### YOUR INSTRUCTIONS
Retrieve every line of the data holding the word "slice".

[[ PROVIDED DATA, beginning ]]

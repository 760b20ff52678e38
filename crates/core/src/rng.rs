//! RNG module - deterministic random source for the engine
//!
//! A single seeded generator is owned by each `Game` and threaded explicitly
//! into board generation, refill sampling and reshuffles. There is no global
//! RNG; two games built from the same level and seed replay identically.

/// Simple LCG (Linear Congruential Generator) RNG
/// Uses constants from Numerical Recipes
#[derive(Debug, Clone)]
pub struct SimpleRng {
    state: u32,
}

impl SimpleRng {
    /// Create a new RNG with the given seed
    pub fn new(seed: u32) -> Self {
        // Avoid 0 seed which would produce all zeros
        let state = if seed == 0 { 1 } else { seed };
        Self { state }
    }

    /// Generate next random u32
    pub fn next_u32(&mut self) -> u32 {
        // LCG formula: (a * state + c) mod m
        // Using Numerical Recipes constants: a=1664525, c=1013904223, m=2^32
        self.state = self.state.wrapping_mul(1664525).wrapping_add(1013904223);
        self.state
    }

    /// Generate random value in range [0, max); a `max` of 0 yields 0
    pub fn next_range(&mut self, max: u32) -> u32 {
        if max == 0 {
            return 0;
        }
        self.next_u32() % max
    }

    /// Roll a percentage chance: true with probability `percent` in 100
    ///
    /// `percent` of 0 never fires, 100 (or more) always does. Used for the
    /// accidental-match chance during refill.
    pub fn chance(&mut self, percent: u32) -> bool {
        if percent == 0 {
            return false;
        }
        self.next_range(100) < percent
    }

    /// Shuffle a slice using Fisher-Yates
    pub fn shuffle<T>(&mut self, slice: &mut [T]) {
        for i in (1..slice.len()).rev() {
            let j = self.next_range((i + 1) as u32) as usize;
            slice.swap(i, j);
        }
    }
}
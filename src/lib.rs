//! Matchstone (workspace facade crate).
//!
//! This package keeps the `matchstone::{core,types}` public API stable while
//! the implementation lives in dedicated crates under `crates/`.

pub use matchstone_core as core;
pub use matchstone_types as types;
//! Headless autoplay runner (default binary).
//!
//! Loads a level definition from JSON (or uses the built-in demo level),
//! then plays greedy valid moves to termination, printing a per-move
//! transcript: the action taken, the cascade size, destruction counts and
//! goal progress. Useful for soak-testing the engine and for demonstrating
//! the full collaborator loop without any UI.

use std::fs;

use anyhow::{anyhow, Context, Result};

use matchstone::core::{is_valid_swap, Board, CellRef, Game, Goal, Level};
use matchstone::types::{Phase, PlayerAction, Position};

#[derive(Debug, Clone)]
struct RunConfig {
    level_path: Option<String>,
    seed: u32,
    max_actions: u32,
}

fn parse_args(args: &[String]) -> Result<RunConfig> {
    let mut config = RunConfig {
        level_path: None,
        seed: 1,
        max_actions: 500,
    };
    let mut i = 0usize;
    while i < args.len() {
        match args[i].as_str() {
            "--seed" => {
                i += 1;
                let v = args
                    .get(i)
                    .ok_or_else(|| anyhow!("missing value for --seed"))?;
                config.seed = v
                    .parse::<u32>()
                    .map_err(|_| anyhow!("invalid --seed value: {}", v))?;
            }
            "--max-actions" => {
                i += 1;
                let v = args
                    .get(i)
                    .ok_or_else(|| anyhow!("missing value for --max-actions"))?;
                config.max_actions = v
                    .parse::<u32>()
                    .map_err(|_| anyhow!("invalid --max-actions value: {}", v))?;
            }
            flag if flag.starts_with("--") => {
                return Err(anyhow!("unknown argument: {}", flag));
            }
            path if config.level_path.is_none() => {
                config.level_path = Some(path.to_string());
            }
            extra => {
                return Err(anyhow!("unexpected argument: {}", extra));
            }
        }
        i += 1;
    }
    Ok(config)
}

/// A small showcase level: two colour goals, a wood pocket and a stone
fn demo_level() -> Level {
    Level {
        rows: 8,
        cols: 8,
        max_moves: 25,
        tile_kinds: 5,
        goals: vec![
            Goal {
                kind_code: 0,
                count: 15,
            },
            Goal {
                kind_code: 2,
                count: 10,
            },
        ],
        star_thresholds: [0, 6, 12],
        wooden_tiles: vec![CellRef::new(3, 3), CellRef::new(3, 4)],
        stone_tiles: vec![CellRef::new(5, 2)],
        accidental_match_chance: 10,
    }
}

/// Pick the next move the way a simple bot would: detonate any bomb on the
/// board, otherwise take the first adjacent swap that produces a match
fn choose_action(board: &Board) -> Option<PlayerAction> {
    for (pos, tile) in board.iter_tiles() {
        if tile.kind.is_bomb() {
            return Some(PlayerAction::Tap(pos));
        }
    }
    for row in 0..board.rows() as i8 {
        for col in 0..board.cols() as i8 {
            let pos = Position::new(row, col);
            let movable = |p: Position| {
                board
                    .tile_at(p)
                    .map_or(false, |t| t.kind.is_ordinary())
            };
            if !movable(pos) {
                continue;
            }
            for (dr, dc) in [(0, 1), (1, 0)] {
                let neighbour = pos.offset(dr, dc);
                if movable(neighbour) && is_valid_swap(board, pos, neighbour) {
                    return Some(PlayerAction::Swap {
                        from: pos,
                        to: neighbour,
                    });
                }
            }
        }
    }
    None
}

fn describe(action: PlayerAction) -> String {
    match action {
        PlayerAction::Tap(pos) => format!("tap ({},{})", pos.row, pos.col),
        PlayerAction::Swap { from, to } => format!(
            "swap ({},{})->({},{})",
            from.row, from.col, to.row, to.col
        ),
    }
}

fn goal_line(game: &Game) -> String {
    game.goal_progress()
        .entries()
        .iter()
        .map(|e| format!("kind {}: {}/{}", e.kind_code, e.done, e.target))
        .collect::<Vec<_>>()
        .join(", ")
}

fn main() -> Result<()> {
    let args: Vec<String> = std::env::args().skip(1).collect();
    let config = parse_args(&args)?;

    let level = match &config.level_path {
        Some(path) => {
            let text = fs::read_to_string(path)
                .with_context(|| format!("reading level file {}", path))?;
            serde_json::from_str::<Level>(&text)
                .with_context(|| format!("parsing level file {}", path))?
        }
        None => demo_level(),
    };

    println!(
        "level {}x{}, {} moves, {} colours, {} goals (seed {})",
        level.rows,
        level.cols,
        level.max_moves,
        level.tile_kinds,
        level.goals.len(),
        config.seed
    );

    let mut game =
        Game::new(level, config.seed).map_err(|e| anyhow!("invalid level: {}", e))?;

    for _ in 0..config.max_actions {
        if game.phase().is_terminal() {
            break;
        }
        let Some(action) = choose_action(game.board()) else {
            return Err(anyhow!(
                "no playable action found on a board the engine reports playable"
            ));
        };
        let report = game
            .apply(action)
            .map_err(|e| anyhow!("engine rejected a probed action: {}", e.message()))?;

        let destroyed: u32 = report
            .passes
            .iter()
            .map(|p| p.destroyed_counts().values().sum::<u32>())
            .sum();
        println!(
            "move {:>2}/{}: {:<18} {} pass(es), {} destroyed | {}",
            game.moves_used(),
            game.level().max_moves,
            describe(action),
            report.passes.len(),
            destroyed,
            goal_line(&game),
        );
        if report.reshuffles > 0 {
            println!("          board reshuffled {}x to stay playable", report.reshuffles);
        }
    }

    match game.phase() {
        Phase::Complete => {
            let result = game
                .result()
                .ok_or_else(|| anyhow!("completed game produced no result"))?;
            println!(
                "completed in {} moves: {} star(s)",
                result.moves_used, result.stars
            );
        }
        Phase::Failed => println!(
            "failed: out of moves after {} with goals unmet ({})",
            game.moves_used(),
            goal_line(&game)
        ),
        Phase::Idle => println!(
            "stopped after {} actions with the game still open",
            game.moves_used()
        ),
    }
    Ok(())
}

[[ PROVIDED DATA, end ]]

### FINAL ANSWER
    /// Shuffle a slice using Fisher-Yates
    pub fn shuffle<T>(&mut self, slice: &mut [T]) {
        for i in (1..slice.len()).rev() {
            slice.swap(i, j);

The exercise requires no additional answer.